Objective: The objective of the present study was to formulate and characterize paclitaxel (Ptx) loaded sterically stabilized emulsomes to provide non-toxic and biocompatible carriers with high Ptx loading efficiency. Methods: Plain (P-Es) and sterically stabilized emulsomes (SS-Es) were prepared by a modified solvent evaporation method using tristearin as solid lipid and optimized for lipid to (DSPC+CHOL+DSPE-PEG)/ tristearin ratio, lipid/lipid-PEG (DSPC+CHOL/DSPE-PEG) molar ratio, solid lipid concentration, phospholipid concentration, organic to aqueous phase volume and homogenization time based on their effect particle size and entrapment efficiency.

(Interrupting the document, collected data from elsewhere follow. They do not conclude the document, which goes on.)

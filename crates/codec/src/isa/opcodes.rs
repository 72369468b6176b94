//! F3DEX2 opcodes.
//!
//! The high byte of every display-list word selects the command. RSP geometry
//! commands occupy `0x00..=0x07` and `0xD6..=0xE1`; RDP commands occupy
//! `0xE2..=0xFF`. `G_BRANCH_Z` (`0x04`) and `G_LOAD_UCODE` (`0xDD`) are always
//! preceded by a `G_RDPHALF_1` word carrying their address.

use std::fmt;

use serde::{Serialize, Serializer};

/// A known F3DEX2 opcode.
#[derive(Debug, Clone, Copy, PartialEq, Eq, Hash, PartialOrd, Ord)]
#[repr(u8)]
pub enum Opcode {
    /// `G_SPNOOP`.
    SpNoop = 0x00,
    /// `G_VTX`: load vertices.
    Vtx = 0x01,
    /// `G_MODIFYVTX`.
    ModifyVtx = 0x02,
    /// `G_CULLDL`.
    CullDl = 0x03,
    /// `G_BRANCH_Z`.
    BranchZ = 0x04,
    /// `G_TRI1`.
    Tri1 = 0x05,
    /// `G_TRI2`.
    Tri2 = 0x06,
    /// `G_QUAD`.
    Quad = 0x07,
    /// `G_DMA_IO`.
    DmaIo = 0xD6,
    /// `G_TEXTURE`.
    Texture = 0xD7,
    /// `G_POPMTX`.
    PopMtx = 0xD8,
    /// `G_GEOMETRYMODE`.
    GeometryMode = 0xD9,
    /// `G_MTX`.
    Mtx = 0xDA,
    /// `G_MOVEWORD`.
    MoveWord = 0xDB,
    /// `G_MOVEMEM`.
    MoveMem = 0xDC,
    /// `G_LOAD_UCODE`.
    LoadUcode = 0xDD,
    /// `G_DL`: call or branch to a display list.
    Dl = 0xDE,
    /// `G_ENDDL`.
    EndDl = 0xDF,
    /// `G_NOOP`.
    Noop = 0xE0,
    /// `G_RDPHALF_1`.
    RdpHalf1 = 0xE1,
    /// `G_SETOTHERMODE_L`.
    SetOtherModeL = 0xE2,
    /// `G_SETOTHERMODE_H`.
    SetOtherModeH = 0xE3,
    /// `G_TEXRECT`.
    TexRect = 0xE4,
    /// `G_TEXRECTFLIP`.
    TexRectFlip = 0xE5,
    /// `G_RDPLOADSYNC`.
    RdpLoadSync = 0xE6,
    /// `G_RDPPIPESYNC`.
    RdpPipeSync = 0xE7,
    /// `G_RDPTILESYNC`.
    RdpTileSync = 0xE8,
    /// `G_RDPFULLSYNC`.
    RdpFullSync = 0xE9,
    /// `G_SETKEYGB`.
    SetKeyGb = 0xEA,
    /// `G_SETKEYR`.
    SetKeyR = 0xEB,
    /// `G_SETCONVERT`.
    SetConvert = 0xEC,
    /// `G_SETSCISSOR`.
    SetScissor = 0xED,
    /// `G_SETPRIMDEPTH`.
    SetPrimDepth = 0xEE,
    /// `G_RDPSETOTHERMODE`.
    RdpSetOtherMode = 0xEF,
    /// `G_LOADTLUT`.
    LoadTlut = 0xF0,
    /// `G_RDPHALF_2`.
    RdpHalf2 = 0xF1,
    /// `G_SETTILESIZE`.
    SetTileSize = 0xF2,
    /// `G_LOADBLOCK`.
    LoadBlock = 0xF3,
    /// `G_LOADTILE`.
    LoadTile = 0xF4,
    /// `G_SETTILE`.
    SetTile = 0xF5,
    /// `G_FILLRECT`.
    FillRect = 0xF6,
    /// `G_SETFILLCOLOR`.
    SetFillColor = 0xF7,
    /// `G_SETFOGCOLOR`.
    SetFogColor = 0xF8,
    /// `G_SETBLENDCOLOR`.
    SetBlendColor = 0xF9,
    /// `G_SETPRIMCOLOR`.
    SetPrimColor = 0xFA,
    /// `G_SETENVCOLOR`.
    SetEnvColor = 0xFB,
    /// `G_SETCOMBINE`.
    SetCombine = 0xFC,
    /// `G_SETTIMG`.
    SetTImg = 0xFD,
    /// `G_SETZIMG`.
    SetZImg = 0xFE,
    /// `G_SETCIMG`.
    SetCImg = 0xFF,
}

impl Opcode {
    /// Every opcode, in byte order.
    pub const ALL: [Self; 50] = [
        Self::SpNoop,
        Self::Vtx,
        Self::ModifyVtx,
        Self::CullDl,
        Self::BranchZ,
        Self::Tri1,
        Self::Tri2,
        Self::Quad,
        Self::DmaIo,
        Self::Texture,
        Self::PopMtx,
        Self::GeometryMode,
        Self::Mtx,
        Self::MoveWord,
        Self::MoveMem,
        Self::LoadUcode,
        Self::Dl,
        Self::EndDl,
        Self::Noop,
        Self::RdpHalf1,
        Self::SetOtherModeL,
        Self::SetOtherModeH,
        Self::TexRect,
        Self::TexRectFlip,
        Self::RdpLoadSync,
        Self::RdpPipeSync,
        Self::RdpTileSync,
        Self::RdpFullSync,
        Self::SetKeyGb,
        Self::SetKeyR,
        Self::SetConvert,
        Self::SetScissor,
        Self::SetPrimDepth,
        Self::RdpSetOtherMode,
        Self::LoadTlut,
        Self::RdpHalf2,
        Self::SetTileSize,
        Self::LoadBlock,
        Self::LoadTile,
        Self::SetTile,
        Self::FillRect,
        Self::SetFillColor,
        Self::SetFogColor,
        Self::SetBlendColor,
        Self::SetPrimColor,
        Self::SetEnvColor,
        Self::SetCombine,
        Self::SetTImg,
        Self::SetZImg,
        Self::SetCImg,
    ];

    /// Returns the opcode byte.
    #[inline]
    pub const fn byte(self) -> u8 {
        self as u8
    }

    /// Maps an opcode byte to its opcode, if known.
    pub fn from_byte(byte: u8) -> Option<Self> {
        match byte {
            0x00..=0x07 => Some(Self::ALL[byte as usize]),
            0xD6..=0xFF => Some(Self::ALL[(byte - 0xD6) as usize + 8]),
            _ => None,
        }
    }

    /// Returns the gbi mnemonic (`G_VTX`).
    pub const fn mnemonic(self) -> &'static str {
        match self {
            Self::SpNoop => "G_SPNOOP",
            Self::Vtx => "G_VTX",
            Self::ModifyVtx => "G_MODIFYVTX",
            Self::CullDl => "G_CULLDL",
            Self::BranchZ => "G_BRANCH_Z",
            Self::Tri1 => "G_TRI1",
            Self::Tri2 => "G_TRI2",
            Self::Quad => "G_QUAD",
            Self::DmaIo => "G_DMA_IO",
            Self::Texture => "G_TEXTURE",
            Self::PopMtx => "G_POPMTX",
            Self::GeometryMode => "G_GEOMETRYMODE",
            Self::Mtx => "G_MTX",
            Self::MoveWord => "G_MOVEWORD",
            Self::MoveMem => "G_MOVEMEM",
            Self::LoadUcode => "G_LOAD_UCODE",
            Self::Dl => "G_DL",
            Self::EndDl => "G_ENDDL",
            Self::Noop => "G_NOOP",
            Self::RdpHalf1 => "G_RDPHALF_1",
            Self::SetOtherModeL => "G_SETOTHERMODE_L",
            Self::SetOtherModeH => "G_SETOTHERMODE_H",
            Self::TexRect => "G_TEXRECT",
            Self::TexRectFlip => "G_TEXRECTFLIP",
            Self::RdpLoadSync => "G_RDPLOADSYNC",
            Self::RdpPipeSync => "G_RDPPIPESYNC",
            Self::RdpTileSync => "G_RDPTILESYNC",
            Self::RdpFullSync => "G_RDPFULLSYNC",
            Self::SetKeyGb => "G_SETKEYGB",
            Self::SetKeyR => "G_SETKEYR",
            Self::SetConvert => "G_SETCONVERT",
            Self::SetScissor => "G_SETSCISSOR",
            Self::SetPrimDepth => "G_SETPRIMDEPTH",
            Self::RdpSetOtherMode => "G_RDPSETOTHERMODE",
            Self::LoadTlut => "G_LOADTLUT",
            Self::RdpHalf2 => "G_RDPHALF_2",
            Self::SetTileSize => "G_SETTILESIZE",
            Self::LoadBlock => "G_LOADBLOCK",
            Self::LoadTile => "G_LOADTILE",
            Self::SetTile => "G_SETTILE",
            Self::FillRect => "G_FILLRECT",
            Self::SetFillColor => "G_SETFILLCOLOR",
            Self::SetFogColor => "G_SETFOGCOLOR",
            Self::SetBlendColor => "G_SETBLENDCOLOR",
            Self::SetPrimColor => "G_SETPRIMCOLOR",
            Self::SetEnvColor => "G_SETENVCOLOR",
            Self::SetCombine => "G_SETCOMBINE",
            Self::SetTImg => "G_SETTIMG",
            Self::SetZImg => "G_SETZIMG",
            Self::SetCImg => "G_SETCIMG",
        }
    }

    /// Looks up an opcode by mnemonic. `G_SNOOP` is accepted for `G_SPNOOP`.
    pub fn from_mnemonic(name: &str) -> Option<Self> {
        if name == "G_SNOOP" {
            return Some(Self::SpNoop);
        }
        Self::ALL.into_iter().find(|op| op.mnemonic() == name)
    }

    /// Whether this is an RDP (rasterizer) command.
    pub const fn is_rdp(self) -> bool {
        self.byte() >= 0xE2
    }
}

impl fmt::Display for Opcode {
    fn fmt(&self, f: &mut fmt::Formatter<'_>) -> fmt::Result {
        f.write_str(self.mnemonic())
    }
}

impl Serialize for Opcode {
    fn serialize<S: Serializer>(&self, serializer: S) -> std::result::Result<S::Ok, S::Error> {
        serializer.serialize_str(self.mnemonic())
    }
}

Optimized emulsomes were characterized for morphological features, in vitro drug release kinetics and protection from plasma protein. Results: The emulsomes so formed were uniform in size with a mean particle diameter of 275±5.52 and 195±6.4 nm for P-Es and SS-Es respectively. All the formulations showed pH dependent drug release with a slow and sustained release profile. Slower drug release was observed from sterically stabilized emulsomes than the plain emulsomes. The drug release profile followed the Higuchi model with the Fickian diffusion pattern. The Pegylation of emulsomes significantly reduced the in vitro protein absorption. Conclusion: The sterically stabilized emulsome can serve as a novel non-toxic platform with longer circulatory time for the delivery of Paclitaxel and other poorly water-soluble drugs as well.